Split decisions

Split decisions

In Canada, tax returns are filed on an individual‑by‑individual basis, including for married or ‘common‑law couples’. This unconsolidated filing regime, combined with a progressive tax system whereby individuals in low‑income brackets are subject to lower marginal tax rates than higher‑income individuals, creates an incentive to ‘split’ income between family members.

Rules

In order to police income splitting, the Canadian tax system primarily relies on the following:

  • Income attribution rules: income and capital gains generated from properties that were transferred from an individual to a family member are usually attributed back to the transferor.
  • Tax on split income (TOSI) rules: dividends, interest and capital gains derived from private companies and, in some situations, trusts and partnerships, are automatically subject to the top marginal tax rate, irrespective of the income level of the recipient, in most situations where the recipient did not contribute to the underlying activities that generated such amounts.

These rules significantly narrow a family’s ability to split income with family members outside of a few sanctioned approaches. One of these has recently surged in popularity due to macroeconomic conditions: so‑called ‘prescribed rate’ loans. When the Canadian tax rules were first drafted, it was decided that if an individual transfers cash or other properties to a non‑arm’s length person (i.e., spouse, common‑law partner or children) under a loan arrangement that charges at least the ‘prescribed’ rate of interest, the attribution rules should not apply. The concept being that the individual reports and pays tax on this interest income, which represents an acceptable return on the loaned amounts, so any excess return earned by the borrower should not be attributed back to the lender.

The prescribed rate

The ‘prescribed rate’ is an interest rate set by the Canadian Income Tax Regulations and is based on the yield of the Canadian government treasury bills. Due to the current low‑rate environment, the prescribed rate of interest has, since 1 July 2020, returned to its historical low of 1 per cent. To properly qualify for the prescribed rate loan exception, the loan arrangement must:

  • charge interest at a rate equal to or greater than the prescribed rate in effect at the time the loan was made (which, at the time of writing, is still 1 per cent); and
  • be paid no later than 30 days after the end of each taxation year.

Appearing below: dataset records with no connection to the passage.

pub mod api;
pub mod core;
pub mod gui;
pub mod logging;
pub mod persistence;
pub mod session;
pub mod view;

Even if the prescribed rate increases in the future, the current 1 per cent rate can be used for the entire period the loan is outstanding. This makes the prescribed rate loan a very attractive option in the current landscape.

This strategy is particularly powerful when combined with the use of a family trust.

Example

B is in the top‑income bracket and has USD2 million cash to be invested. Her husband and minor children are in low‑income brackets. B may choose to make prescribed rate loans directly to her husband and her minor children, but she does not want to give her children a large sum of cash. Therefore, the family establishes a family trust with the beneficiaries being her husband and children, and B transfers the USD2 million cash to the trust, taking back a promissory note bearing interest at the current prescribed rate of 1 per cent. B retains control of the cash as trustee of the trust.

Going forward, the trust invests in publicly listed securities and the 1 per cent interest on the loan is paid to B before 30 January of each year. Each year, the trust distributes its investment earnings and taxable capital gains to the beneficiaries, with the minors receiving their income distributions in the form of cash distribution, payments to a third party for their expenses or promissory notes that are enforceable on demand. It should be noted that the TOSI rules should not apply to the beneficiaries because the investment income and capital gains all derived from publicly listed securities. As a result of this strategy, the family successfully utilised the lower marginal tax rates of the low‑income family members, with B retaining control over the trust property.

Conclusion

The prescribed rate loan can be a powerful tool for families that have wealth held personally and with family members in low‑income brackets. However, other factors must also be considered, such as how these arrangements fit into overall estate planning and family dynamics, whether the income distribution will adversely impact the recipients and so on. Further, if the family contains members subject to US tax, significant complications may arise from such strategies.